21 февраля 1913 года)
ПРОЛОГ
В последних числах ноября приглашённые на один из придворных балов, коими был так щедро украшен год празднования трёхсотлетия династии Романовых, съезжались в Зимний дворец. Бал должен был происходить в концертном зале, поэтому общее число гостей достигало семисот человек. Самая аристократичная часть публики состояла из великих князей и княжон, виднейших сановников империи, пребывавших в одном из первых четырёх классов табели о рангах, придворных, иностранных дипломатов, а также высших офицеров гвардейских полков с жёнами и дочерьми[10]. Впрочем, немало было и менее респектабельных, но зато более молодых лиц, что обещало предстоящему балу атмосферу истинной, а не парадной весёлости.
Приезжать надо было к половине девятого вечера, причём только к своему подъезду, что специально оговаривалось в пригласительных билетах, разосланных за две недели до бала. Великих князей ждал салтыковский подъезд, придворных — подъезд их величеств, гражданские лица проникали во дворец через подъезд иорданский, а военные — через комендантский. Зимний дворец сиял огнями, заливая ярким светом все три квартала, которые он занимал. Вокруг Александровской колонны пылали многочисленные костры, возле которых грелись кучера, лакеи, да и просто любопытные горожане и ведь было на что посмотреть!

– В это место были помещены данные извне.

//! Detail page enrichment
//!
//! Visits a candidate's detail page and fills in its description and event
//! type. Enrichment is best-effort: any failure hands the candidate back
//! exactly as it came in.

use crate::crawler::fetcher::Fetcher;
use crate::event::EventRecord;
use scraper::{Html, Selector};
use std::sync::{Arc, LazyLock};

/// Description sources, tried in order
static DESCRIPTION_SELECTORS: LazyLock<Vec<Selector>> = LazyLock::new(|| {
    parse_selectors(&[
        ".field-name-body .field-item",
        ".event-description",
        ".content",
    ])
});

/// Event type sources, tried in order
static EVENT_TYPE_SELECTORS: LazyLock<Vec<Selector>> = LazyLock::new(|| {
    parse_selectors(&[".field-name-field-event-type .field-item", ".event-type"])
});

fn parse_selectors(sources: &[&str]) -> Vec<Selector> {
    sources
        .iter()
        .map(|css| Selector::parse(css).expect("detail selector must be valid"))
        .collect()
}

/// Fields read from a detail page
#[derive(Debug, Clone, Default, PartialEq, Eq)]
pub struct EventDetails {
    pub description: Option<String>,
    pub event_type: Option<String>,
}

impl EventDetails {
    pub fn is_empty(&self) -> bool {
        self.description.is_none() && self.event_type.is_none()
    }
}

/// Reads description and event type from a detail page
///
/// For each field the selectors are tried in order; the text of every
/// element one selector matches is joined and trimmed, and the first
/// non-empty result wins.
pub fn extract_details(html: &str) -> EventDetails {
    let document = Html::parse_document(html);
    EventDetails {
        description: first_text(&document, &DESCRIPTION_SELECTORS),
        event_type: first_text(&document, &EVENT_TYPE_SELECTORS),
    }
}

fn first_text(document: &Html, selectors: &[Selector]) -> Option<String> {
    selectors.iter().find_map(|selector| {
        let text = document
            .select(selector)
            .flat_map(|element| element.text())
            .collect::<String>();
        let text = text.trim();
        if text.is_empty() {
            None
        } else {
            Some(text.to_string())
        }
    })
}

/// Applies extracted details to a candidate
///
/// Only description and event type change; a field with no match keeps
/// its current value.
pub fn apply_details(mut candidate: EventRecord, details: EventDetails) -> EventRecord {
    if let Some(description) = details.description {
        candidate.set_description(&description);
    }
    if let Some(event_type) = details.event_type {
        candidate.event_type = Some(event_type);
    }
    candidate
}

/// Best-effort detail page enricher
#[derive(Debug, Clone)]
pub struct Enricher {
    fetcher: Arc<Fetcher>,
}

impl Enricher {
    pub fn new(fetcher: Arc<Fetcher>) -> Self {
        Self { fetcher }
    }

    /// Enriches a candidate from its detail page
    ///
    /// Never fails: fetch errors, empty pages, and pages with none of the
    /// known fields all return the candidate unchanged.
    pub async fn enrich(&self, candidate: EventRecord) -> EventRecord {
        let html = match self.fetcher.fetch_page(&candidate.source_url).await {
            Ok(html) => html,
            Err(e) => {
                tracing::warn!(
                    "Error fetching event details for {}: {}",
                    candidate.source_url,
                    e
                );
                return candidate;
            }
        };

        if html.trim().is_empty() {
            tracing::debug!("Empty detail page for {}", candidate.source_url);
            return candidate;
        }

        let details = extract_details(&html);
        if details.is_empty() {
            tracing::debug!("No details found at {}", candidate.source_url);
            return candidate;
        }

        apply_details(candidate, details)
    }
}
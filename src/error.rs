use std::{error::Error, fmt};

use miette::{miette, LabeledSpan, NamedSource, Report, Severity, SourceSpan};

/// Fatal condition raised while running a program.
#[derive(Debug, Clone, Copy, PartialEq, Eq)]
pub enum MachineError {
    DivisionByZero,
    UnsupportedOperation { opcode: u8 },
    OutOfBounds { address: usize },
    /// Push with the stack pointer already at address 0
    StackOverflow,
    InvalidRegister { index: u8 },
}

impl Error for MachineError {}

impl fmt::Display for MachineError {
    fn fmt(&self, f: &mut fmt::Formatter<'_>) -> fmt::Result {
        match self {
            Self::DivisionByZero => write!(f, "Division by zero"),
            Self::UnsupportedOperation { opcode } => {
                write!(f, "Unsupported operation `{:08b}`", opcode)
            }
            Self::OutOfBounds { address } => {
                write!(f, "Address 0x{:02X} is out of bounds", address)
            }
            Self::StackOverflow => write!(f, "Stack overflow"),
            Self::InvalidRegister { index } => write!(f, "Invalid register R{}", index),
        }
    }
}

// Runtime errors

pub fn runtime(error: MachineError, pc: u8) -> Report {
    let (code, help) = match error {
        MachineError::DivisionByZero => (
            "run::div_zero",
            "check the second operand of DIV and MOD before dividing",
        ),
        MachineError::UnsupportedOperation { .. } => (
            "run::unsupported",
            "the program counter may have run into data, check jump targets",
        ),
        MachineError::OutOfBounds { .. } => (
            "run::out_of_bounds",
            "memory holds 256 bytes, check the stack depth and jump targets",
        ),
        MachineError::StackOverflow => (
            "run::stack_overflow",
            "the stack grew past address 0, check for unbalanced PUSH and CALL",
        ),
        MachineError::InvalidRegister { .. } => (
            "run::register",
            "registers are numbered R0 to R7",
        ),
    };
    miette!(
        severity = Severity::Error,
        code = code,
        help = help,
        "{error} (at PC 0x{pc:02X})",
    )
}

// Loader errors

pub fn load_bad_literal(span: SourceSpan, src: NamedSource<String>) -> Report {
    miette!(
        severity = Severity::Error,
        code = "load::bad_lit",
        help = "each instruction line must be 1 to 8 binary digits, optionally followed by a # comment",
        labels = vec![LabeledSpan::at(span, "not an 8-bit binary literal")],
        "Encountered an invalid binary literal",
    )
    .with_source_code(src)
}

pub fn load_too_large(span: SourceSpan, src: NamedSource<String>, max: usize) -> Report {
    miette!(
        severity = Severity::Error,
        code = "load::too_large",
        help = format!("programs may hold at most {max} bytes"),
        labels = vec![LabeledSpan::at(span, "does not fit in memory")],
        "Program image is too large",
    )
    .with_source_code(src)
}
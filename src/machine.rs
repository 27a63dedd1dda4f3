use std::fmt::Write as _;

use crate::alu::{AluOp, Outcome};
use crate::error::MachineError;
use crate::flags::Flag;
use crate::isa::{Decoded, Instruction};
use crate::memory::Memory;
use crate::output::Output;
use crate::registers::{Registers, Word, SP_REGISTER};

/// Initial stack pointer. The stack grows down from here.
pub const SP_INIT: u8 = 0xF4;

#[derive(Clone, Copy, Debug, PartialEq, Eq)]
pub enum RunState {
    Running,
    Halted,
}

/// How the program counter moves after an instruction.
///
/// Only [`Machine::step`] applies this, handlers never touch `pc` themselves.
#[derive(Clone, Copy, Debug, PartialEq, Eq)]
enum Flow {
    /// Move past the instruction
    Next,
    /// Set the program counter
    Jump(u8),
    Halt,
}

/// Represents complete machine state during runtime.
pub struct Machine {
    /// Code, data and stack
    mem: Memory,
    /// 8x 8-bit registers
    reg: Registers,
    /// Program counter
    pc: u8,
    /// Stack pointer, points at the top of the stack
    sp: u8,
    /// Result of the last `CMP`
    flag: Flag,
    state: RunState,
    trace: bool,
}

impl Machine {
    /// Create a machine with `image` loaded at address 0.
    pub fn new(image: &[u8]) -> Result<Self, MachineError> {
        let mut reg = Registers::new();
        reg.set(SP_REGISTER, SP_INIT)?;
        Ok(Self {
            mem: Memory::from_image(image)?,
            reg,
            pc: 0,
            sp: SP_INIT,
            flag: Flag::Uninit,
            state: RunState::Running,
            trace: false,
        })
    }

    /// Emit a trace line before every instruction.
    pub fn set_trace(&mut self, trace: bool) {
        self.trace = trace;
    }

    pub fn pc(&self) -> u8 {
        self.pc
    }

    pub fn sp(&self) -> u8 {
        self.sp
    }

    pub fn flag(&self) -> Flag {
        self.flag
    }

    pub fn state(&self) -> RunState {
        self.state
    }

    pub fn registers(&self) -> &Registers {
        &self.reg
    }

    pub fn memory(&self) -> &Memory {
        &self.mem
    }

    /// Run until halted, or until a fatal error.
    ///
    /// A program which never halts runs forever.
    pub fn run(&mut self, out: &mut impl Output) -> Result<(), MachineError> {
        while self.state == RunState::Running {
            self.step(out)?;
        }
        Ok(())
    }

    /// Execute a single instruction.
    ///
    /// On error the machine is left as it was before the instruction, with the
    /// program counter pointing at it.
    pub fn step(&mut self, out: &mut impl Output) -> Result<RunState, MachineError> {
        if self.state == RunState::Halted {
            return Ok(RunState::Halted);
        }
        if self.trace {
            out.trace(&self.trace());
        }

        let instr = self.fetch()?;
        let next = Self::address(self.pc as usize + instr.size());
        // An instruction running off the end of memory must fail before it has any effect
        if self.falls_through(instr) {
            next?;
        }
        match self.execute(instr, out)? {
            Flow::Next => self.pc = next?,
            Flow::Jump(addr) => self.pc = addr,
            Flow::Halt => self.state = RunState::Halted,
        }
        Ok(self.state)
    }

    /// Decode the instruction at the program counter.
    ///
    /// Only the operand bytes the instruction uses are read, rather than always
    /// the two bytes after the opcode. Each read is bounds checked, so a `HLT`
    /// in the last byte of memory still runs.
    pub fn fetch(&self) -> Result<Instruction, MachineError> {
        let pc = self.pc as usize;
        let opcode = self.mem.read(pc)?;
        let decoded =
            Decoded::from_byte(opcode).ok_or(MachineError::UnsupportedOperation { opcode })?;

        let mut operands = [0; 2];
        for (i, operand) in operands
            .iter_mut()
            .take(decoded.operand_count())
            .enumerate()
        {
            *operand = self.mem.read(pc + 1 + i)?;
        }
        Ok(Instruction::new(decoded, operands))
    }

    /// Whether `instr` would move on to the following instruction.
    fn falls_through(&self, instr: Instruction) -> bool {
        match instr {
            Instruction::Hlt
            | Instruction::Ret
            | Instruction::Call { .. }
            | Instruction::Jmp { .. } => false,
            Instruction::Jeq { .. } => !self.flag.is_equal(),
            Instruction::Jne { .. } => self.flag.is_equal(),
            _ => true,
        }
    }

    fn execute(&mut self, instr: Instruction, out: &mut impl Output) -> Result<Flow, MachineError> {
        match instr {
            Instruction::Ldi { reg, imm } => self.ldi(reg, imm),
            Instruction::Prn { reg } => self.prn(reg, out),
            Instruction::Hlt => Ok(self.hlt(out)),
            Instruction::Push { reg } => self.push(reg),
            Instruction::Pop { reg } => self.pop(reg),
            Instruction::Ret => self.ret(),
            Instruction::Call { reg } => self.call(reg),
            Instruction::Jmp { reg } => self.jmp(reg),
            Instruction::Jeq { reg } => self.jeq(reg),
            Instruction::Jne { reg } => self.jne(reg),
            Instruction::Alu { op, reg_a, reg_b } => self.alu(op, reg_a, reg_b),
        }
    }

    #[inline]
    fn address(addr: usize) -> Result<u8, MachineError> {
        u8::try_from(addr).map_err(|_| MachineError::OutOfBounds { address: addr })
    }

    fn push_val(&mut self, val: Word) -> Result<(), MachineError> {
        // Decrement stack
        self.sp = self.sp.checked_sub(1).ok_or(MachineError::StackOverflow)?;
        // Save onto stack
        self.mem.write(self.sp as usize, val)
    }

    fn pop_val(&mut self) -> Result<Word, MachineError> {
        let val = self.mem.read(self.sp as usize)?;
        self.sp = Self::address(self.sp as usize + 1)?;
        Ok(val)
    }

    fn ldi(&mut self, reg: u8, imm: u8) -> Result<Flow, MachineError> {
        self.reg.set(reg, imm)?;
        Ok(Flow::Next)
    }

    fn prn(&mut self, reg: u8, out: &mut impl Output) -> Result<Flow, MachineError> {
        out.print_value(self.reg.get(reg)?);
        Ok(Flow::Next)
    }

    fn hlt(&mut self, out: &mut impl Output) -> Flow {
        out.halted();
        Flow::Halt
    }

    fn push(&mut self, reg: u8) -> Result<Flow, MachineError> {
        let val = self.reg.get(reg)?;
        self.push_val(val)?;
        Ok(Flow::Next)
    }

    fn pop(&mut self, reg: u8) -> Result<Flow, MachineError> {
        // Check register before touching the stack
        self.reg.get(reg)?;
        let val = self.pop_val()?;
        self.reg.set(reg, val)?;
        Ok(Flow::Next)
    }

    fn call(&mut self, reg: u8) -> Result<Flow, MachineError> {
        let target = self.reg.get(reg)?;
        // Return to the instruction after `CALL reg`
        let ret = Self::address(self.pc as usize + 2)?;
        self.push_val(ret)?;
        Ok(Flow::Jump(target))
    }

    fn ret(&mut self) -> Result<Flow, MachineError> {
        Ok(Flow::Jump(self.pop_val()?))
    }

    fn jmp(&mut self, reg: u8) -> Result<Flow, MachineError> {
        Ok(Flow::Jump(self.reg.get(reg)?))
    }

    fn jeq(&mut self, reg: u8) -> Result<Flow, MachineError> {
        let target = self.reg.get(reg)?;
        if self.flag.is_equal() {
            Ok(Flow::Jump(target))
        } else {
            Ok(Flow::Next)
        }
    }

    fn jne(&mut self, reg: u8) -> Result<Flow, MachineError> {
        let target = self.reg.get(reg)?;
        if self.flag.is_equal() {
            Ok(Flow::Next)
        } else {
            Ok(Flow::Jump(target))
        }
    }

    fn alu(&mut self, op: AluOp, reg_a: u8, reg_b: u8) -> Result<Flow, MachineError> {
        let a = self.reg.get(reg_a)?;
        let b = match op {
            AluOp::NOT => 0,
            _ => self.reg.get(reg_b)?,
        };
        match op.apply(a, b)? {
            Outcome::Value(val) => self.reg.set(reg_a, val)?,
            Outcome::Flag(flag) => self.flag = flag,
        }
        Ok(Flow::Next)
    }

    /// One line of machine state: `TRACE: PC | OP A B | R0 .. R7 ; INSTR`.
    ///
    /// Bytes past the end of memory are shown as `--`. The decoded instruction
    /// is left off when it cannot be fetched.
    pub fn trace(&self) -> String {
        let byte = |addr: usize| match self.mem.peek(addr) {
            Some(val) => format!("{val:02X}"),
            None => "--".to_string(),
        };
        let pc = self.pc as usize;
        let mut line = format!(
            "TRACE: {:02X} | {} {} {} |",
            pc,
            byte(pc),
            byte(pc + 1),
            byte(pc + 2)
        );
        for val in self.reg.iter() {
            let _ = write!(line, " {val:02X}");
        }
        if let Ok(instr) = self.fetch() {
            let _ = write!(line, " ; {instr}");
        }
        line
    }

    /// Register file, pointers and flags, one per line.
    pub fn dump(&self) -> String {
        let mut dump = String::new();
        for (i, val) in self.reg.iter().enumerate() {
            let _ = writeln!(dump, "R{i} {val}");
        }
        let _ = writeln!(dump, "PC {}", self.pc);
        let _ = writeln!(dump, "SP {}", self.sp);
        let _ = writeln!(dump, "FL {:03b}", self.flag.bits());
        dump
    }
}
use std::fmt;

use crate::alu::AluOp;

/// Every non-ALU opcode understood by the machine, keyed by its raw byte.
#[derive(Clone, Copy, Debug, PartialEq, Eq)]
#[allow(clippy::upper_case_acronyms)]
pub enum Opcode {
    LDI = 0b1000_0010,
    PRN = 0b0100_0111,
    HLT = 0b0000_0001,
    PUSH = 0b0100_0101,
    POP = 0b0100_0110,
    RET = 0b0001_0001,
    CALL = 0b0101_0000,
    JMP = 0b0101_0100,
    JEQ = 0b0101_0101,
    JNE = 0b0101_0110,
}

impl Opcode {
    const ALL: [Opcode; 10] = [
        Self::LDI,
        Self::PRN,
        Self::HLT,
        Self::PUSH,
        Self::POP,
        Self::RET,
        Self::CALL,
        Self::JMP,
        Self::JEQ,
        Self::JNE,
    ];

    pub fn from_byte(byte: u8) -> Option<Self> {
        Self::ALL.into_iter().find(|op| *op as u8 == byte)
    }
}

/// Decoded opcode byte, before operands are read.
#[derive(Clone, Copy, Debug, PartialEq, Eq)]
pub enum Decoded {
    Alu(AluOp),
    Handler(Opcode),
}

impl Decoded {
    /// Decode a raw opcode byte, or `None` if nothing handles it.
    pub fn from_byte(byte: u8) -> Option<Self> {
        if is_alu(byte) {
            AluOp::from_opcode(byte).map(Decoded::Alu)
        } else {
            Opcode::from_byte(byte).map(Decoded::Handler)
        }
    }

    /// Number of operand bytes following the opcode.
    ///
    /// ALU instructions always take two, even when unary.
    pub fn operand_count(self) -> usize {
        match self {
            Self::Alu(_) => 2,
            Self::Handler(op) => operand_bits(op as u8) as usize,
        }
    }
}

/// Top two bits of an opcode.
pub fn operand_bits(byte: u8) -> u8 {
    (byte >> 6) & 0b11
}

/// Bit 5 of an opcode.
pub fn is_alu(byte: u8) -> bool {
    (byte >> 5) & 0b1 == 1
}

/// A complete instruction, with operands attached.
#[derive(Clone, Copy, Debug, PartialEq, Eq)]
pub enum Instruction {
    /// Load `imm` into `reg`
    Ldi { reg: u8, imm: u8 },
    /// Print the decimal value of `reg`
    Prn { reg: u8 },
    Hlt,
    /// Decrement stack pointer and store `reg` at the top of the stack
    Push { reg: u8 },
    /// Load the top of the stack into `reg` and increment stack pointer
    Pop { reg: u8 },
    /// Pop return address into program counter
    Ret,
    /// Push return address and jump to the address in `reg`
    Call { reg: u8 },
    Jmp { reg: u8 },
    /// Jump if the equal flag is set
    Jeq { reg: u8 },
    /// Jump if the equal flag is not set
    Jne { reg: u8 },
    Alu { op: AluOp, reg_a: u8, reg_b: u8 },
}

impl Instruction {
    /// Attach operands to a decoded opcode.
    ///
    /// Operands beyond [`Decoded::operand_count`] are ignored.
    pub fn new(decoded: Decoded, operands: [u8; 2]) -> Self {
        let [a, b] = operands;
        match decoded {
            Decoded::Alu(op) => Self::Alu {
                op,
                reg_a: a,
                reg_b: b,
            },
            Decoded::Handler(op) => match op {
                Opcode::LDI => Self::Ldi { reg: a, imm: b },
                Opcode::PRN => Self::Prn { reg: a },
                Opcode::HLT => Self::Hlt,
                Opcode::PUSH => Self::Push { reg: a },
                Opcode::POP => Self::Pop { reg: a },
                Opcode::RET => Self::Ret,
                Opcode::CALL => Self::Call { reg: a },
                Opcode::JMP => Self::Jmp { reg: a },
                Opcode::JEQ => Self::Jeq { reg: a },
                Opcode::JNE => Self::Jne { reg: a },
            },
        }
    }

    /// Length in bytes, opcode included.
    pub fn size(&self) -> usize {
        match self {
            Self::Hlt | Self::Ret => 1,
            Self::Ldi { .. } | Self::Alu { .. } => 3,
            _ => 2,
        }
    }
}

impl fmt::Display for Instruction {
    fn fmt(&self, f: &mut fmt::Formatter<'_>) -> fmt::Result {
        match self {
            Self::Ldi { reg, imm } => write!(f, "LDI R{reg}, {imm}"),
            Self::Prn { reg } => write!(f, "PRN R{reg}"),
            Self::Hlt => write!(f, "HLT"),
            Self::Push { reg } => write!(f, "PUSH R{reg}"),
            Self::Pop { reg } => write!(f, "POP R{reg}"),
            Self::Ret => write!(f, "RET"),
            Self::Call { reg } => write!(f, "CALL R{reg}"),
            Self::Jmp { reg } => write!(f, "JMP R{reg}"),
            Self::Jeq { reg } => write!(f, "JEQ R{reg}"),
            Self::Jne { reg } => write!(f, "JNE R{reg}"),
            Self::Alu {
                op: AluOp::NOT,
                reg_a,
                ..
            } => write!(f, "NOT R{reg_a}"),
            Self::Alu { op, reg_a, reg_b } => write!(f, "{} R{reg_a}, R{reg_b}", op.name()),
        }
    }
}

Молодые гвардейские офицеры, приглашённые на бал в качестве танцоров, в одних мундирах и с непокрытыми головами проворно сновали между постоянно прибывавшими каретами, ловко подавая руку выходившим оттуда дамам. Соболя, горностаи, шиншиллы, чернобурки — однако очаровательные женские головки также ничем не покрыты, поскольку замужние дамы являлись в роскошных диадемах, а молодые барышни — с цветами в волосах. Элита самой северной в мире империи надменно презирала трескучий мороз!
Смех, восклицания, французская речь, скрип снега, покрикивания полицейских, наблюдавших за размещением прибывших карет, и всеобщее оживление, порождающее зависть у тех, кто не допущен на этот очаровательный праздник жизни[11].
Тем временем, к иорданскому подъезду подкатила элегантная новенькая карета, из которой вышли двое мужчин и невероятно красивая молодая женщина, чьи чёрные волосы эффектно украшала алая роза. Первый из мужчин — известный петербургский психиатр, профессор Денис Васильевич Винокуров представлял собой заметно поседелого господина, немногим старше пятидесяти лет с грустными тёмно-синими глазами. Вторым был тридцатилетний журналист самого известного юмористического журнала России — «Сатирикон» — Сергей Алексеевич Кутайсов. Темноволосый, подвижный, с плутоватыми чёрными глазами и изящными гусарскими усиками, он первым помог выбраться из кареты их очаровательной спутнице, которую они называли Ольгой. Она была старшей сестрой жены Дениса Васильевича и дочерью одного из богатейших петербургских купцов Рогожина, почившего в бозе два года тому назад.